▶ [What the exercise asks] Gather, from the data below, each line in which the word "trim" occurs.

· · · ·

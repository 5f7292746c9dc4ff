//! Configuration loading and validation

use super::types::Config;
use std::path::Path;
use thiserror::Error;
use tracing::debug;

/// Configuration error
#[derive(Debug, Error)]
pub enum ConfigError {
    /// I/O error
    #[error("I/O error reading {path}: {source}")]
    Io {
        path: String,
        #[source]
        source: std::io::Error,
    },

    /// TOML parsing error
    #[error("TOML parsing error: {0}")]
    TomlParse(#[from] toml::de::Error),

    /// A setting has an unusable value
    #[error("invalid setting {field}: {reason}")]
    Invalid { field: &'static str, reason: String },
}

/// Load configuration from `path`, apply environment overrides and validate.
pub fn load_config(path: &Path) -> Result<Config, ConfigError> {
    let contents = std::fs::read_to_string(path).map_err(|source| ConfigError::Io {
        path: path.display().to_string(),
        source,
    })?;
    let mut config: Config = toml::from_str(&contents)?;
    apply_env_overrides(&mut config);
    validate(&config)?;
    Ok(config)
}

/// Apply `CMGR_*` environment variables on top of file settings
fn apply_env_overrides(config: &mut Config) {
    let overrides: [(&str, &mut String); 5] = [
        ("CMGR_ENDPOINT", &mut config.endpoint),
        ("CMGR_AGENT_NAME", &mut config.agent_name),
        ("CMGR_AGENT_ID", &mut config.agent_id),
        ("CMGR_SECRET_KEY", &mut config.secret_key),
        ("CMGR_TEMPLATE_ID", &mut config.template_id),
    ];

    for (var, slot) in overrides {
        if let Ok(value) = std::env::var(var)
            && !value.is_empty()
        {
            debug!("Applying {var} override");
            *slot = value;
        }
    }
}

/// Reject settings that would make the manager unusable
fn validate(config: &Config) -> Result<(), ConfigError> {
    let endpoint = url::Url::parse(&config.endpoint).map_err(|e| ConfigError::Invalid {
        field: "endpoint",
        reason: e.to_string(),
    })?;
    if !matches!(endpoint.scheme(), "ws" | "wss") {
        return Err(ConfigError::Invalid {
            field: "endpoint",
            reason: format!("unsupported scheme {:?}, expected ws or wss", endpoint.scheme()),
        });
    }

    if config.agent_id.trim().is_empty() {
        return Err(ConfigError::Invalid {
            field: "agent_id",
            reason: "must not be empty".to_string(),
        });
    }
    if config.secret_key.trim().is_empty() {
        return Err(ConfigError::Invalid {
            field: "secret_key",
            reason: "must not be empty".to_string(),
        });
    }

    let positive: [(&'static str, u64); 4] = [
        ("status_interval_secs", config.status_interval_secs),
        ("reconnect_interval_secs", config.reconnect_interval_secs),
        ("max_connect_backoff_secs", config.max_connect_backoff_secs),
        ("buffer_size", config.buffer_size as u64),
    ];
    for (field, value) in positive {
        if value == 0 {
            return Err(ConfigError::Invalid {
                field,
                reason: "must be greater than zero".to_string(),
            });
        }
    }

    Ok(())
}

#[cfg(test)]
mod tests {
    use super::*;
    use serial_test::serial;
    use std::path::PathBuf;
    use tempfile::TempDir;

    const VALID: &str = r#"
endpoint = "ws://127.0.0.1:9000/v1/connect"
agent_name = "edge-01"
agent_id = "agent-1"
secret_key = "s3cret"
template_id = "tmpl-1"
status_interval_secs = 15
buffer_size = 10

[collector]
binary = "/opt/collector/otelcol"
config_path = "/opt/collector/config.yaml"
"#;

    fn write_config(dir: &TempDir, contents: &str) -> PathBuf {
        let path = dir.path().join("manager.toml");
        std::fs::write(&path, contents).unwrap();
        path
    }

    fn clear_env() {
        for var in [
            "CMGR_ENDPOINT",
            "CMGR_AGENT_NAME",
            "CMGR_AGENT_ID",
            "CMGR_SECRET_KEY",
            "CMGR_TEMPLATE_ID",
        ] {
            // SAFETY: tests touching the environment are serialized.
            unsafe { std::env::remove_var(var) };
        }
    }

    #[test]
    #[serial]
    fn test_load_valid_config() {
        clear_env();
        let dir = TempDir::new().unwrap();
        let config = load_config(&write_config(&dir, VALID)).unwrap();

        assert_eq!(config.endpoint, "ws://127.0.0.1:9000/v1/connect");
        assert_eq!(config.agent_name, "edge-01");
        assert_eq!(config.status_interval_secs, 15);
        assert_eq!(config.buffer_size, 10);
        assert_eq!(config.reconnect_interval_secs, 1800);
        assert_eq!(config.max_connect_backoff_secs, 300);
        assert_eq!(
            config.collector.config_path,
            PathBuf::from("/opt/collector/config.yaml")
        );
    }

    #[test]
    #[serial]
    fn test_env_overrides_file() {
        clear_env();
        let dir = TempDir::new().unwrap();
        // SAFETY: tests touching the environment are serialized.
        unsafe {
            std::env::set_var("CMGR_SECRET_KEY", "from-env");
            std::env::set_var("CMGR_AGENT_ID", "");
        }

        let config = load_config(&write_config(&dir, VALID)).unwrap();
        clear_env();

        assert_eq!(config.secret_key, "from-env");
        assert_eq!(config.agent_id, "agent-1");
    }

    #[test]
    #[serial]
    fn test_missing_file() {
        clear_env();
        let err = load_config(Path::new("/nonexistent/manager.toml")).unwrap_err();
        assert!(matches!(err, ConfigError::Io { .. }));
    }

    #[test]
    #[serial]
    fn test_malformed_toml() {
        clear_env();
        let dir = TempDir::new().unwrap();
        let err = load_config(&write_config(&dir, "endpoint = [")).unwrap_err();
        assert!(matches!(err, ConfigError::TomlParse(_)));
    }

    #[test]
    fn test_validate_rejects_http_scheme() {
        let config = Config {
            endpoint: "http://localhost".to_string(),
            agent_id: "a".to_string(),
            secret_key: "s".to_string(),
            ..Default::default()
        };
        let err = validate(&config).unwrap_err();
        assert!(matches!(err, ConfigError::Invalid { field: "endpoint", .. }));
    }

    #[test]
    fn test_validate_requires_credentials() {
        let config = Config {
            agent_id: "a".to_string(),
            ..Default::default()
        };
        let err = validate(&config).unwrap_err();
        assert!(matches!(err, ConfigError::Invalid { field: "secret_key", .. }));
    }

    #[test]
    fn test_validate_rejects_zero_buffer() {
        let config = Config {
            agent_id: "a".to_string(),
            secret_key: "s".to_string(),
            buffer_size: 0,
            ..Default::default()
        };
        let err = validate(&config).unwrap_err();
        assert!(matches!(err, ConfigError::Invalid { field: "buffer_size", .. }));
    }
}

· · · ·

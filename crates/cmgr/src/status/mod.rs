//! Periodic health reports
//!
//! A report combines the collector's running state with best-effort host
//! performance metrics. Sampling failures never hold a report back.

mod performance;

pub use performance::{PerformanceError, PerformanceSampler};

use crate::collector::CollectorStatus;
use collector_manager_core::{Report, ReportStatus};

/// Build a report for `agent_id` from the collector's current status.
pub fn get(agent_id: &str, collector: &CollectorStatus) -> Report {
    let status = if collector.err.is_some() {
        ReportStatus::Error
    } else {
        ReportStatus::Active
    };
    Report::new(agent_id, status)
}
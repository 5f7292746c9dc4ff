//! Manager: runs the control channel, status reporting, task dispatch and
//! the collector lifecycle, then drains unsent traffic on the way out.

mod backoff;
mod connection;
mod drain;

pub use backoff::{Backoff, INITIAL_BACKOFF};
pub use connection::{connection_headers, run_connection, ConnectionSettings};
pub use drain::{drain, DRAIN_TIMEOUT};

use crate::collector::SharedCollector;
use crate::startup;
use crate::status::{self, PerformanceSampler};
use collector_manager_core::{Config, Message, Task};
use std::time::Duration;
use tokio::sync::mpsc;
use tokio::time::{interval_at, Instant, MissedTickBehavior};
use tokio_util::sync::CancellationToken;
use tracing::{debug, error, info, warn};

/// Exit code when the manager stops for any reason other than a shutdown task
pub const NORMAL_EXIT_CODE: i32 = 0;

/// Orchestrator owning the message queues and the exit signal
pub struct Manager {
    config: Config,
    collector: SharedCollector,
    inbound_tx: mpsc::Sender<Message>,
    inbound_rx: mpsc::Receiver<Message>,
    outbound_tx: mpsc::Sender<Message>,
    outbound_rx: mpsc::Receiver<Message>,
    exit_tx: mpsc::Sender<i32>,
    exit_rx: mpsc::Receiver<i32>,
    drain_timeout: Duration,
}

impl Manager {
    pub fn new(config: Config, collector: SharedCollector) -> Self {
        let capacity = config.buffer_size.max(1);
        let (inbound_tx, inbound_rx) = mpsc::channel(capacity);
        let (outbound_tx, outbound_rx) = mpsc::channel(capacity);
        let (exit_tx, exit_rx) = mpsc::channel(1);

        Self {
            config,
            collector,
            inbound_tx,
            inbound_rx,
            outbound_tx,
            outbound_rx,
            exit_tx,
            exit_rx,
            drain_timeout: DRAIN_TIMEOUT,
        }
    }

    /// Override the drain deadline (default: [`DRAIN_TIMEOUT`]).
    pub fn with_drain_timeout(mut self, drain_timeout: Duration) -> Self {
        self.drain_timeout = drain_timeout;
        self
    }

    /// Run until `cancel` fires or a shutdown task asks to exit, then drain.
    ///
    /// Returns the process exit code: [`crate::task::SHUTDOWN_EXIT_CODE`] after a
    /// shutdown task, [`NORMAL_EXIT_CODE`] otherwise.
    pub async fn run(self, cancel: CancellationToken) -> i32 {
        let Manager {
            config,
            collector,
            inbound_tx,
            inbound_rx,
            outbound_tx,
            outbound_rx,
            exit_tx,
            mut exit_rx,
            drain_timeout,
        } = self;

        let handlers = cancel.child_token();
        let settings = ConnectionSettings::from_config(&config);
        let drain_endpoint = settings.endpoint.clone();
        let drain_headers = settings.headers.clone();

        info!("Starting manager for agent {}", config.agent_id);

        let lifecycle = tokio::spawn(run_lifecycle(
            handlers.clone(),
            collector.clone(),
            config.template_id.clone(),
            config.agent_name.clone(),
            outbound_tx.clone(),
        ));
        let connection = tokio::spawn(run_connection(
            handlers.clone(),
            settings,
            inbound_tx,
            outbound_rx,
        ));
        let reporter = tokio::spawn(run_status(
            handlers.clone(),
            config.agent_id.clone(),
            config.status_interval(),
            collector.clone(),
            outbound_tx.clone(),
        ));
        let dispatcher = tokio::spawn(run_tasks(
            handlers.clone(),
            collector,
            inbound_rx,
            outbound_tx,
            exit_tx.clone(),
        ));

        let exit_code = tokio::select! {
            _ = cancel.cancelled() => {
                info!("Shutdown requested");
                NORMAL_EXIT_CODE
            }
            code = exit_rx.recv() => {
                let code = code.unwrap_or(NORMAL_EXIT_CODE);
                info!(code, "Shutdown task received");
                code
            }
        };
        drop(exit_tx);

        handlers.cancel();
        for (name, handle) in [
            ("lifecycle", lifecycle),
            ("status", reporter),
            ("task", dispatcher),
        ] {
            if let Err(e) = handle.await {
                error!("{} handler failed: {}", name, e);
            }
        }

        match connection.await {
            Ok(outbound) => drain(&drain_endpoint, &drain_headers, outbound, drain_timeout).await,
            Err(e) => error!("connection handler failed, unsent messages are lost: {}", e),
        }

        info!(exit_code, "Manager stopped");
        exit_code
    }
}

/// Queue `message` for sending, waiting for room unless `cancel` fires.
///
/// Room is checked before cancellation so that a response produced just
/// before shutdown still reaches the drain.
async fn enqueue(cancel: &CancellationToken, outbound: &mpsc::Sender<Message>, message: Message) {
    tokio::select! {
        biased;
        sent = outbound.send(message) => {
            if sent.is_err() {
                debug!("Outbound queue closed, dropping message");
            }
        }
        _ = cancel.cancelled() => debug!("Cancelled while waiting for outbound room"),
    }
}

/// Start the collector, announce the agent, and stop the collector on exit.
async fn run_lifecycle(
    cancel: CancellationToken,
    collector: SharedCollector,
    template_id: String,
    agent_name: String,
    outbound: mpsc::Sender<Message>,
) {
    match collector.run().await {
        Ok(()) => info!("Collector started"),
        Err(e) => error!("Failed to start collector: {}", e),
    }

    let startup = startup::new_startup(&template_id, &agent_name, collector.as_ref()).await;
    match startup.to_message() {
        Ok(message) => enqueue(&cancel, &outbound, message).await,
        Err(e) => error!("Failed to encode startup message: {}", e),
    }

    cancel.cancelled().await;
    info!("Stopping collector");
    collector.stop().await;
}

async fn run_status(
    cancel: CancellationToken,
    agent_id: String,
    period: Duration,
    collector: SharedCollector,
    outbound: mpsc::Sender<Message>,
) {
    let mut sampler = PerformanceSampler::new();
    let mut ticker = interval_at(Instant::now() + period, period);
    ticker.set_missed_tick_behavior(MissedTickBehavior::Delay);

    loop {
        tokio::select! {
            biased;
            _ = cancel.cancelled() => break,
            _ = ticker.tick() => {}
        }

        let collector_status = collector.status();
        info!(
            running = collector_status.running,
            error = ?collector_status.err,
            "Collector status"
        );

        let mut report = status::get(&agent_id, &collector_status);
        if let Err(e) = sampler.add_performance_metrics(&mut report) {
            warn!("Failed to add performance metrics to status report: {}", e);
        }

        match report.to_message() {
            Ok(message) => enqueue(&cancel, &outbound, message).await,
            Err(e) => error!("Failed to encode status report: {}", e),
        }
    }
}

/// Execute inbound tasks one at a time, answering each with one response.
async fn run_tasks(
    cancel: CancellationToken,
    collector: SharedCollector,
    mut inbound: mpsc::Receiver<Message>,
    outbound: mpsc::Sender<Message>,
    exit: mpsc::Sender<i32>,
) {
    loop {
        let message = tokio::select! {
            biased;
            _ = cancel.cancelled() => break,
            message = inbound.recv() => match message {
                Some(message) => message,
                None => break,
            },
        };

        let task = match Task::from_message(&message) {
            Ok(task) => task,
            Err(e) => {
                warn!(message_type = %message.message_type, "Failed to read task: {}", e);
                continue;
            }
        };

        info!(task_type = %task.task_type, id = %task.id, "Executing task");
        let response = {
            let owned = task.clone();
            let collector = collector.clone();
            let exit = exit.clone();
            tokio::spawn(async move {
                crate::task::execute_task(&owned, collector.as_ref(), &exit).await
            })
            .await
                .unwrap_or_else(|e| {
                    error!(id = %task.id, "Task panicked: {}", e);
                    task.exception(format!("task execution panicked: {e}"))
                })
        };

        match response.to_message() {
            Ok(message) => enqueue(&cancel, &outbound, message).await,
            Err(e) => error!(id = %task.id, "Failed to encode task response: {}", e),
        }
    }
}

· · · ·

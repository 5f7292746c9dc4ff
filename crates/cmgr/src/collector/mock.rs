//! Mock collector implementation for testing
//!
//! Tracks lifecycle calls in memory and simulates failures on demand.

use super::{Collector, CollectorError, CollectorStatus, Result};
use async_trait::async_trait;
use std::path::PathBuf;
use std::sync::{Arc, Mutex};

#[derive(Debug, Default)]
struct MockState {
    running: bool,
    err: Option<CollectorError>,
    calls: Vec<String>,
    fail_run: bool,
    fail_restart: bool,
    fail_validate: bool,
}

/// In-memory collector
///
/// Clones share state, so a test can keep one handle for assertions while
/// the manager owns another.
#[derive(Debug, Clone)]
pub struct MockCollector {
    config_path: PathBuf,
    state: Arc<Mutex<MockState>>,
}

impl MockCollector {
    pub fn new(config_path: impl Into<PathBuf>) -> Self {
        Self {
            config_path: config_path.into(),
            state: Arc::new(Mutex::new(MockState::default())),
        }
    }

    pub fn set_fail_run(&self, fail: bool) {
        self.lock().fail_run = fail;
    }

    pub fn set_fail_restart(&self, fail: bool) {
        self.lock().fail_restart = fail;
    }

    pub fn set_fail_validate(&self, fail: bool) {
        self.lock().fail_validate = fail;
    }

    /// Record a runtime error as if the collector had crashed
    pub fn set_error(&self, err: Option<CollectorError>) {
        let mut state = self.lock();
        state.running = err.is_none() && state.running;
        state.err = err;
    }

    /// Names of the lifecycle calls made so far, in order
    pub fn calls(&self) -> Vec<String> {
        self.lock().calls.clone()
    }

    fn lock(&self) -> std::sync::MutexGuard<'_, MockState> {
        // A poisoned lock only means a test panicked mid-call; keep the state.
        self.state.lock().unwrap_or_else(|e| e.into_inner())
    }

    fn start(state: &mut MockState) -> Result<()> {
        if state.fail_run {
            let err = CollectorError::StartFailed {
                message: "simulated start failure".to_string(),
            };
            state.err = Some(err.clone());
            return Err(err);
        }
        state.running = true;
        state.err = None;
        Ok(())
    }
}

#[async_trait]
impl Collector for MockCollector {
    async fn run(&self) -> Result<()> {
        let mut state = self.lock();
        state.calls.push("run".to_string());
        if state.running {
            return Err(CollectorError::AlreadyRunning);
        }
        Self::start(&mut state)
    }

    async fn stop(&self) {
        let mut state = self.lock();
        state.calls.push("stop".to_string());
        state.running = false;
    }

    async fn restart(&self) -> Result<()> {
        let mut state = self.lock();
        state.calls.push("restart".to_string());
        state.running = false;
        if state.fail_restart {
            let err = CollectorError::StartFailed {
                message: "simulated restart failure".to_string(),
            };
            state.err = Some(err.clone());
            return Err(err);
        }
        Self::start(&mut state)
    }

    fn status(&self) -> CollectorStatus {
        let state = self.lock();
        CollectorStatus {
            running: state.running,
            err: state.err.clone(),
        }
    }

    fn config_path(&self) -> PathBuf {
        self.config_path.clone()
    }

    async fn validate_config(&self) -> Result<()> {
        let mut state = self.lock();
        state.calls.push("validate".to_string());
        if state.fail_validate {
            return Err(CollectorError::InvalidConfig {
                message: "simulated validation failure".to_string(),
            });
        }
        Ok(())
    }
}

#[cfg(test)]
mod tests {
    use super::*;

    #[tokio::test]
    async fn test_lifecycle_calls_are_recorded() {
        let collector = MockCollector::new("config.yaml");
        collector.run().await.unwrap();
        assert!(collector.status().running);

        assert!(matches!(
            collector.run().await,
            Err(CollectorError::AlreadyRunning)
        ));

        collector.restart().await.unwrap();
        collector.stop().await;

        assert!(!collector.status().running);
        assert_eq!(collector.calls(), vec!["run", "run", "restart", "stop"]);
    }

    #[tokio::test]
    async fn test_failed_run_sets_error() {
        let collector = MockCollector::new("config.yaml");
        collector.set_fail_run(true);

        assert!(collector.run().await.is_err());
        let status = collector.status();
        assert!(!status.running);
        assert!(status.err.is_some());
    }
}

· · · ·

▶ [Written response]
    if config.agent_id.trim().is_empty() {
    if config.secret_key.trim().is_empty() {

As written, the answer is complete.